We have put a great deal of effort into putting distance between death and ourselves. We churn out widgets and gadgets and we throw charity at problems that are too difficult for us to handle head on. The basic problem is quite simple: we as a group of people living together cherish materialism more than we do humanism. Resilient people will stand in opposition to this and sometimes find a niche within the economic engine that allows them to pursue their passion - but this is far from the norm. The need to make more and more money just to survive that is imposed on people often forces their lives to be chaotic, highly accelerated, compromised and fragmented. Is it surprising that the pervasive sense of stress and anxiety this induces would give birth to problems like, road rage, marriage breakdowns, disintegration of the family, greed, selfishness, crime, and increasing depression? No, it's a perfectly normal response to an abnormal lifestyle. The abnormal aspect here is the promotion "coping" strategies that encourage people to accept this nonsense. If we were to bring death and life into healthier and closer proximity, it may be that our collective tolerance for these things would thankfully disappear.

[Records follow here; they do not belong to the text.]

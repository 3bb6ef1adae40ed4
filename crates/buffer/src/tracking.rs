// Chunk: docs/chunks/edit_transactions - Atomic edits and offset translation

use crate::error::BufferError;
use crate::text_buffer::TextBuffer;
use crate::types::{TextRange, TrackingMode, Version};

/// A stable anchor for a range of text.
///
/// Remembers the range together with the version it was taken from, and
/// re-locates it on any later version the buffer still has history for.
#[derive(Debug, Clone, Copy, PartialEq, Eq)]
pub struct TrackingSpan {
    range: TextRange,
    version: Version,
    mode: TrackingMode,
}

impl TrackingSpan {
    pub fn new(range: TextRange, version: Version, mode: TrackingMode) -> Self {
        Self {
            range,
            version,
            mode,
        }
    }

    /// The range as it was when the anchor was created.
    pub fn origin(&self) -> TextRange {
        self.range
    }

    pub fn origin_version(&self) -> Version {
        self.version
    }

    pub fn mode(&self) -> TrackingMode {
        self.mode
    }

    /// Returns where the anchored text sits in the buffer's current version.
    pub fn resolve(&self, buffer: &TextBuffer) -> Result<TextRange, BufferError> {
        buffer.translate(self.range, self.version, self.mode)
    }
}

Tom, a student of mine some years ago, died tragically in a car accident. I have clear memories of him - bright, intelligent, polite and very talented. When the phone call came from a colleague of mine my heart sank. Although it had been a couple of years since he had been my student, memories of him immediately came back. I remembered his brother and his parents and could not begin to imagine how they must be feeling. I thought of my own two children - my family. Death had appeared before in my life, but this time for some reason it felt closer than ever before. At the funeral everything seemed unfathomable to me, but did create new sense of direction in my life. Tom's death is for me a constant reminder that a universal bond closely connects all of us regardless of our circumstances in life.
Any kind of learning called "lifelong learning" must inevitably entail knowing death. But not death as morbid fascination or avoidance, instead, death has an underlying core of hope that serves to inform and foster contentment in our own lives and by virtue of that the lives of others.